Dataset records:
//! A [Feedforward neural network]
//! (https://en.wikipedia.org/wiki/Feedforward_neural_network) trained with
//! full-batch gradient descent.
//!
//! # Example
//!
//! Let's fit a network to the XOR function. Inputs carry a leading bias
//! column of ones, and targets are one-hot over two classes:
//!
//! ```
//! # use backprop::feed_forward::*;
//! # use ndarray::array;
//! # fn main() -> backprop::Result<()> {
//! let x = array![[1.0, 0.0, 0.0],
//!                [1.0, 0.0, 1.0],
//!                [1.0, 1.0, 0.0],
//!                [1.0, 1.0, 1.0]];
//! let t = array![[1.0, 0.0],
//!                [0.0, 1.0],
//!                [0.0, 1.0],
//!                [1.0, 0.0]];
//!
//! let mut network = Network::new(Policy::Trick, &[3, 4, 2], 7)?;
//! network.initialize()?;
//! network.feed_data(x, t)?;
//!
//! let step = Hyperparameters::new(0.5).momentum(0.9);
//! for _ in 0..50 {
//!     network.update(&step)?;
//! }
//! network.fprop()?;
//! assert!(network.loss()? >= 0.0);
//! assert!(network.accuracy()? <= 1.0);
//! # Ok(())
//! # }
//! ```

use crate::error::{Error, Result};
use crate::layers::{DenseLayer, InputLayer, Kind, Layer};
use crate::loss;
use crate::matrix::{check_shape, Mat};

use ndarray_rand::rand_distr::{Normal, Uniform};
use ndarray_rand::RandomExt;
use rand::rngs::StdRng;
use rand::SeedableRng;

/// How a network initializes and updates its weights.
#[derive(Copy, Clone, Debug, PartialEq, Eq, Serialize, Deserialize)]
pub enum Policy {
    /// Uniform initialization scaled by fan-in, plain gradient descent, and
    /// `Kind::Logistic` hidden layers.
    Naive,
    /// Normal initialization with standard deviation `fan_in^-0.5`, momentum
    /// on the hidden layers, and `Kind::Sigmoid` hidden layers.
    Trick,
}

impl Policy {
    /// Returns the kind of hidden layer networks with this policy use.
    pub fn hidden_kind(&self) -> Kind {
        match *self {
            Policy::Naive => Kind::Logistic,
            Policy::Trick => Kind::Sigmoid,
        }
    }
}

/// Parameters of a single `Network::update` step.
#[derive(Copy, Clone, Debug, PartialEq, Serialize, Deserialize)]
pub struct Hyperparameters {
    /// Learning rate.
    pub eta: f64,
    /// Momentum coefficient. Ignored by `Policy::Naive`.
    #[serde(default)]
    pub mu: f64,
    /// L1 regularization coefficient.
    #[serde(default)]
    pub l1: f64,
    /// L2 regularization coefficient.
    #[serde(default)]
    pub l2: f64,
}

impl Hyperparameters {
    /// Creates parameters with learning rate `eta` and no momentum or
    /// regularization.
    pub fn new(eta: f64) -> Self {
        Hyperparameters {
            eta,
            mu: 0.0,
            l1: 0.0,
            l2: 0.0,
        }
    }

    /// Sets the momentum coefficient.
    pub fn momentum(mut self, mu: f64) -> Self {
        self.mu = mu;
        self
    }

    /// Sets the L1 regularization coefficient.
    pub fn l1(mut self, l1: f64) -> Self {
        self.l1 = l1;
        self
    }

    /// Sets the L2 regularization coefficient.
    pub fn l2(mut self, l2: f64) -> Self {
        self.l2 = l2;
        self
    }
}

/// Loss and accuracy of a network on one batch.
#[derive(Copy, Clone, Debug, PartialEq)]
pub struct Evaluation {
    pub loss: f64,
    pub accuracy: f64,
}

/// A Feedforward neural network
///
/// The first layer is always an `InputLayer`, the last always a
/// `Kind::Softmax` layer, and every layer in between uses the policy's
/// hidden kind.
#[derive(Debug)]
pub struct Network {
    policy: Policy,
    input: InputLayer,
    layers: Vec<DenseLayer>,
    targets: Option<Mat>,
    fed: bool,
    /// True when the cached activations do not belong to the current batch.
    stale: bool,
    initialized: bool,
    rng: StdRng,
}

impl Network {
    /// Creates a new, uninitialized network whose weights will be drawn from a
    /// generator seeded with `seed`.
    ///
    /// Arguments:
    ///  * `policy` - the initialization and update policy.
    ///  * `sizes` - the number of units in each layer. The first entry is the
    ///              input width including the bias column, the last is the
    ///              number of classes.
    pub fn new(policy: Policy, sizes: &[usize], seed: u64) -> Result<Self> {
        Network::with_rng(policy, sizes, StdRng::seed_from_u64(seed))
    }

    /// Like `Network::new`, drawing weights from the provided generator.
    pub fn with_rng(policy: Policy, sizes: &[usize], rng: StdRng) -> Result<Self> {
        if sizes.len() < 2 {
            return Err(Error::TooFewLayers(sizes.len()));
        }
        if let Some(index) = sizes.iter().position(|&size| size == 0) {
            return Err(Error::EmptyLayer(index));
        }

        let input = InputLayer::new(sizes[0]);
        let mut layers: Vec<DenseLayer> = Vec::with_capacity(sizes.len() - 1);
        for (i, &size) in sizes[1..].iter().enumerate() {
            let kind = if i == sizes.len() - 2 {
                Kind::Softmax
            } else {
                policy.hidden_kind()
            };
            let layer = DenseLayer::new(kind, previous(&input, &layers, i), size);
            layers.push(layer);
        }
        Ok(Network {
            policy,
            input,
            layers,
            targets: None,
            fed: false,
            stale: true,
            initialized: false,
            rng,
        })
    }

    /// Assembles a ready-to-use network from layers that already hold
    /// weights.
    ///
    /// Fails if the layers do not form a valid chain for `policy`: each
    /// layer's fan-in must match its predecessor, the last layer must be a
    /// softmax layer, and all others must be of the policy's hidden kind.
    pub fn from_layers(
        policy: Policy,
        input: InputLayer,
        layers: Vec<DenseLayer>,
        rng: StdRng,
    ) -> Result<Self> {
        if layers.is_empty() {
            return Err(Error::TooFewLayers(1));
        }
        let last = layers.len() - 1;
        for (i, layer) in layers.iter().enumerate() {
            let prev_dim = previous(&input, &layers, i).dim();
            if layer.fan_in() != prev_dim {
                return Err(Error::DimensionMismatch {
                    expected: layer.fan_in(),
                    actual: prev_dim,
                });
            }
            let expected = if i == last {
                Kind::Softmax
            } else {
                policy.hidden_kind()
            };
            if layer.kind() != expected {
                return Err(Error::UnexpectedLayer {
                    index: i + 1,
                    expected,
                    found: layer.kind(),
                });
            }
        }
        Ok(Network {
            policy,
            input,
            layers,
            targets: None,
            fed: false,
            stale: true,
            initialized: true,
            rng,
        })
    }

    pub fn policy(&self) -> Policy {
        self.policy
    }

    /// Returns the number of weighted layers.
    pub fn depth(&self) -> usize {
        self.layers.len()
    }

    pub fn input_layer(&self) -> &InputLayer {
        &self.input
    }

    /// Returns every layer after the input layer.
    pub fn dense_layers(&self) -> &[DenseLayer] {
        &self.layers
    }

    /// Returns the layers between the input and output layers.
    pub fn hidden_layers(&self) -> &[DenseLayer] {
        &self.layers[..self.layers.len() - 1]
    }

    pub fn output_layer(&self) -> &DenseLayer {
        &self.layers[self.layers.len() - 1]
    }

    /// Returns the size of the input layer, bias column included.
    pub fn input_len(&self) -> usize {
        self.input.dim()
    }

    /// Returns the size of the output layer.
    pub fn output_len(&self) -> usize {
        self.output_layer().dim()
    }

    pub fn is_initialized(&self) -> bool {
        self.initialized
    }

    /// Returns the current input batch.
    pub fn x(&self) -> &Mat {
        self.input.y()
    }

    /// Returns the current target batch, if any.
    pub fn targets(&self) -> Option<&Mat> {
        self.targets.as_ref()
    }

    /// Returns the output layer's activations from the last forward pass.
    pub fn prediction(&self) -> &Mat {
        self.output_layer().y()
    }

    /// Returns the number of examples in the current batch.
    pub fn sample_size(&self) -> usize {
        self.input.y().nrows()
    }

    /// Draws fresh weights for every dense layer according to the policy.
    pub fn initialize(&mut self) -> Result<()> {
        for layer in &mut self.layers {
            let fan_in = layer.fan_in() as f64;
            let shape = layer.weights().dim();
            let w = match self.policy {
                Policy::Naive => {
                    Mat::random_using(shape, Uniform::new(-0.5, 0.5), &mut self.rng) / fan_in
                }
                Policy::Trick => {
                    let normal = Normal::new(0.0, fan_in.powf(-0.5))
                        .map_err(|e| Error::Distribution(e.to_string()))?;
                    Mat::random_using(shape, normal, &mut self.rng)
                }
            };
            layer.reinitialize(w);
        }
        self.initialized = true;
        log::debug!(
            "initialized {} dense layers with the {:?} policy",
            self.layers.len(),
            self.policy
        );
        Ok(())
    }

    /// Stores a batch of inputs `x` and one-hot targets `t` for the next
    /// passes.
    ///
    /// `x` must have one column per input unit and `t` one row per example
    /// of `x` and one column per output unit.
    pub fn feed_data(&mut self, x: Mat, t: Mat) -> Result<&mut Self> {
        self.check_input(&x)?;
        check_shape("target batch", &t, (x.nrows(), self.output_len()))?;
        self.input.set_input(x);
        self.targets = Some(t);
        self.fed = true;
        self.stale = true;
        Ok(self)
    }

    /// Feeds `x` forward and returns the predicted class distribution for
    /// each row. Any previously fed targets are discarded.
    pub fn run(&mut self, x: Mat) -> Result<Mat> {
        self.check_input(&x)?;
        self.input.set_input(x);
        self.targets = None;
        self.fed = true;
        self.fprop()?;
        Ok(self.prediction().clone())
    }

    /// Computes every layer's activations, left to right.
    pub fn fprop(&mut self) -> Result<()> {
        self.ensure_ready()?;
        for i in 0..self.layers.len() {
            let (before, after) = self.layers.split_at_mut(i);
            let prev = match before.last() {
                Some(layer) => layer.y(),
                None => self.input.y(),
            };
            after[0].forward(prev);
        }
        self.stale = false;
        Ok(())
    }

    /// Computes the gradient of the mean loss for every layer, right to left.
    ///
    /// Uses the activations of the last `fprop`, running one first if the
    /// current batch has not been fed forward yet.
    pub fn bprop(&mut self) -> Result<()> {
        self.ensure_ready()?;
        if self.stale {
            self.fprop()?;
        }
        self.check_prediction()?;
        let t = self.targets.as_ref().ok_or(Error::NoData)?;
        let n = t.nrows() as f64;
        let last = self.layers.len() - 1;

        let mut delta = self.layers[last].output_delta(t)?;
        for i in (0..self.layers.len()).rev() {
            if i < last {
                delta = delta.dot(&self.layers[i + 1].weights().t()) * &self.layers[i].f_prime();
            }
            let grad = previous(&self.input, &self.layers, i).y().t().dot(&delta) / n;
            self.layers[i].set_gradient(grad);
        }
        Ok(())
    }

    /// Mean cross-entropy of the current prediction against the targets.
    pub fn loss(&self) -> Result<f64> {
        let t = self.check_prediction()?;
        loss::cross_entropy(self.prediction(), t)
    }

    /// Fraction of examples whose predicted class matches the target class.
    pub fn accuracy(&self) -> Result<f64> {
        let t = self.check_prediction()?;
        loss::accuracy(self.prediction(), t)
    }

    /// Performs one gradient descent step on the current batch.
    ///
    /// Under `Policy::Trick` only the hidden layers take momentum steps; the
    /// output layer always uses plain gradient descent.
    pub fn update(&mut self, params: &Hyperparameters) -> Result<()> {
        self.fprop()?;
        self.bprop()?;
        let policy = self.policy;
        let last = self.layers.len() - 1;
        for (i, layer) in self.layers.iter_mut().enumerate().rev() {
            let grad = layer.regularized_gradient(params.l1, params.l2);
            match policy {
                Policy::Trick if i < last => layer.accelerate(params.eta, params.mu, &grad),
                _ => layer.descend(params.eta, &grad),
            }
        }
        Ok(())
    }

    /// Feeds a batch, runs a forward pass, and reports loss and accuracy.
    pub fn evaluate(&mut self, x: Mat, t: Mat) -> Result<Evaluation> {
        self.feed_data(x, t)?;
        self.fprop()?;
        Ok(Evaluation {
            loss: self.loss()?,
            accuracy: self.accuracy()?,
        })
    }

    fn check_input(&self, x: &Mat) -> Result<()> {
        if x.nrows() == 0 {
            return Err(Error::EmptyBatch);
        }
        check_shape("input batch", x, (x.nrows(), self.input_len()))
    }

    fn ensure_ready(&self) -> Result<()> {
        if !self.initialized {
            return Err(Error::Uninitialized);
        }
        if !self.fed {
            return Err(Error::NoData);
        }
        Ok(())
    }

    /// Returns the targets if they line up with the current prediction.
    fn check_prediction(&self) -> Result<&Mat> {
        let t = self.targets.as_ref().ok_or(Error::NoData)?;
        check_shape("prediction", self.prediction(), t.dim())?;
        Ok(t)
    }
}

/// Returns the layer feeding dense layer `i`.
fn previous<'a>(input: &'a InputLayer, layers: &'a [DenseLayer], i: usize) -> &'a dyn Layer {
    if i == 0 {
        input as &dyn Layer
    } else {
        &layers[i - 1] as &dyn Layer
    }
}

Exercise requirements:
All lines from the opening of the listing above through the line that contains "#[derive(Copy, Clone, Debug, PartialEq, Serialize, Deserialize)]" should be given again exactly, and nothing more.

Result:
//! A [Feedforward neural network]
//! (https://en.wikipedia.org/wiki/Feedforward_neural_network) trained with
//! full-batch gradient descent.
//!
//! # Example
//!
//! Let's fit a network to the XOR function. Inputs carry a leading bias
//! column of ones, and targets are one-hot over two classes:
//!
//! ```
//! # use backprop::feed_forward::*;
//! # use ndarray::array;
//! # fn main() -> backprop::Result<()> {
//! let x = array![[1.0, 0.0, 0.0],
//!                [1.0, 0.0, 1.0],
//!                [1.0, 1.0, 0.0],
//!                [1.0, 1.0, 1.0]];
//! let t = array![[1.0, 0.0],
//!                [0.0, 1.0],
//!                [0.0, 1.0],
//!                [1.0, 0.0]];
//!
//! let mut network = Network::new(Policy::Trick, &[3, 4, 2], 7)?;
//! network.initialize()?;
//! network.feed_data(x, t)?;
//!
//! let step = Hyperparameters::new(0.5).momentum(0.9);
//! for _ in 0..50 {
//!     network.update(&step)?;
//! }
//! network.fprop()?;
//! assert!(network.loss()? >= 0.0);
//! assert!(network.accuracy()? <= 1.0);
//! # Ok(())
//! # }
//! ```

use crate::error::{Error, Result};
use crate::layers::{DenseLayer, InputLayer, Kind, Layer};
use crate::loss;
use crate::matrix::{check_shape, Mat};

use ndarray_rand::rand_distr::{Normal, Uniform};
use ndarray_rand::RandomExt;
use rand::rngs::StdRng;
use rand::SeedableRng;

/// How a network initializes and updates its weights.
#[derive(Copy, Clone, Debug, PartialEq, Eq, Serialize, Deserialize)]
pub enum Policy {
    /// Uniform initialization scaled by fan-in, plain gradient descent, and
    /// `Kind::Logistic` hidden layers.
    Naive,
    /// Normal initialization with standard deviation `fan_in^-0.5`, momentum
    /// on the hidden layers, and `Kind::Sigmoid` hidden layers.
    Trick,
}

impl Policy {
    /// Returns the kind of hidden layer networks with this policy use.
    pub fn hidden_kind(&self) -> Kind {
        match *self {
            Policy::Naive => Kind::Logistic,
            Policy::Trick => Kind::Sigmoid,
        }
    }
}

/// Parameters of a single `Network::update` step.
#[derive(Copy, Clone, Debug, PartialEq, Serialize, Deserialize)]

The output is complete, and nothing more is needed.